─── Input data ───
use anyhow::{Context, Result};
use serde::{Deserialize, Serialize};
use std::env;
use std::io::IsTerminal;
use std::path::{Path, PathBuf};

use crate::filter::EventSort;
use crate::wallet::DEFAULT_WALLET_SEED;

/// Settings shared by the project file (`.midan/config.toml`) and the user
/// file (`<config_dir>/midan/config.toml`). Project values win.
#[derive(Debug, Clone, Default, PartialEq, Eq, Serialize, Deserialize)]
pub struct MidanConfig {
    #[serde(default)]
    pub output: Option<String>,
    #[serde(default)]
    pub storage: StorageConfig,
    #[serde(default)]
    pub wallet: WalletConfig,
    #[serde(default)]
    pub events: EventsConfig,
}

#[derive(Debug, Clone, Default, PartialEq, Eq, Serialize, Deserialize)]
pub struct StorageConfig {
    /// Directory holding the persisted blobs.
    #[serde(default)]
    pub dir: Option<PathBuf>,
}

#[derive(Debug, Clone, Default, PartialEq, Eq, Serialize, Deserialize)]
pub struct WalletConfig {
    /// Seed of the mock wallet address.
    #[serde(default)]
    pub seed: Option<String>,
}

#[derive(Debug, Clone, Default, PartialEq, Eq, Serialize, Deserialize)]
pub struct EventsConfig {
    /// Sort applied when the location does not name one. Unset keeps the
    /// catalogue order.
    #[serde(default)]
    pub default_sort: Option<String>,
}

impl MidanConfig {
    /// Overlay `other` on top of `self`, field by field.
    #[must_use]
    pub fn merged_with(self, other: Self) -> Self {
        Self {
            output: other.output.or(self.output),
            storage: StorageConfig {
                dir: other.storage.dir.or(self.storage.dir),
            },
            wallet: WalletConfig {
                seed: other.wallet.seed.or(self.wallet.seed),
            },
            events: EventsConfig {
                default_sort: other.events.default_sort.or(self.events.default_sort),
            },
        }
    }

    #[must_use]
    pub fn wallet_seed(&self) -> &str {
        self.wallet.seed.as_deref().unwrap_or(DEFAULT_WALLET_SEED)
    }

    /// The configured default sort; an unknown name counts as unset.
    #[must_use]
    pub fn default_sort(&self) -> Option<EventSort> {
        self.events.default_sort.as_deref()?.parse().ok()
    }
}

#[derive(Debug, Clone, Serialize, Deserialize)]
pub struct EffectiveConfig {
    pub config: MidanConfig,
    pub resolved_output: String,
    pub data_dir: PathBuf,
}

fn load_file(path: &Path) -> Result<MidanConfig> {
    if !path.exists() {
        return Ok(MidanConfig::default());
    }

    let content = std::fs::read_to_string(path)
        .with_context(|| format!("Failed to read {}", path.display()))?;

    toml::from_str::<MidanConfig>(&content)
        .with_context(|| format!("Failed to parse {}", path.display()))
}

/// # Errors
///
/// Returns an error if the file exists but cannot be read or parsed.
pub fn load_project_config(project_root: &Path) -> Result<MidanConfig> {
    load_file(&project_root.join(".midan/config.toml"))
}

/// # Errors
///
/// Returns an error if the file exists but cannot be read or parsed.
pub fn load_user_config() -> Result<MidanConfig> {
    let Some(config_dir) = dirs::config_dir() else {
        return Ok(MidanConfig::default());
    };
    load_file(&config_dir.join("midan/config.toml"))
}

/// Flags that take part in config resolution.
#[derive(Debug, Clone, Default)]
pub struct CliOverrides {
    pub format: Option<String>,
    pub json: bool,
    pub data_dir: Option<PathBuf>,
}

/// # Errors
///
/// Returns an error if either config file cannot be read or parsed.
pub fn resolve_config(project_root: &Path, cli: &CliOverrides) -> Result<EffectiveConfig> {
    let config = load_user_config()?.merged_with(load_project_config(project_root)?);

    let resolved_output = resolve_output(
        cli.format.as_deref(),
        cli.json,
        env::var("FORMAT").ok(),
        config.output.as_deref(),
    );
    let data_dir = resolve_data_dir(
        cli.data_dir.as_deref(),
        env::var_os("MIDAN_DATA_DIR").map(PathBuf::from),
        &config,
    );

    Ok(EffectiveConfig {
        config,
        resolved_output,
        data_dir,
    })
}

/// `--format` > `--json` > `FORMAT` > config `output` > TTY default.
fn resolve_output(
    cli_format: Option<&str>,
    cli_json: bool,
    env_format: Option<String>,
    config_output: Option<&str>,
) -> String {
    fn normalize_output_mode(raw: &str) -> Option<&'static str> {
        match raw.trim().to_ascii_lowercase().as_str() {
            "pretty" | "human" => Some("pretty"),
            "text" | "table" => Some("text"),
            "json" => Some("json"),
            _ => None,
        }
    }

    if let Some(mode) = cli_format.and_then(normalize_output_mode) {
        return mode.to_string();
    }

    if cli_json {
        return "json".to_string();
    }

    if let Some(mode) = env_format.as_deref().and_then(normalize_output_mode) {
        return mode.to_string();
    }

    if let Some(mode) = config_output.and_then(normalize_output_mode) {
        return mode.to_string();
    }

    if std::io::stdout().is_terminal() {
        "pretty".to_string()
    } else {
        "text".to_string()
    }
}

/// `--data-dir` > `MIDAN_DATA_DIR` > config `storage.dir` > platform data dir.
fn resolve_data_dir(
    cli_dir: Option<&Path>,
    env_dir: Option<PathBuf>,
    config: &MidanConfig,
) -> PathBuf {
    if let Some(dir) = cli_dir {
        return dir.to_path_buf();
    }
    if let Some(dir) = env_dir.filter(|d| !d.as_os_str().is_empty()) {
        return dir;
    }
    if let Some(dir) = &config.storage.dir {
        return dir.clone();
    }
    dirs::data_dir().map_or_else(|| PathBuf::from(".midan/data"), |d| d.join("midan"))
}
───
Required action:
Please filter the listing down to lines that include the word "Some".

Task output:
    let Some(config_dir) = dirs::config_dir() else {
            "pretty" | "human" => Some("pretty"),
            "text" | "table" => Some("text"),
            "json" => Some("json"),
    if let Some(mode) = cli_format.and_then(normalize_output_mode) {
    if let Some(mode) = env_format.as_deref().and_then(normalize_output_mode) {
    if let Some(mode) = config_output.and_then(normalize_output_mode) {
    if let Some(dir) = cli_dir {
    if let Some(dir) = env_dir.filter(|d| !d.as_os_str().is_empty()) {
    if let Some(dir) = &config.storage.dir {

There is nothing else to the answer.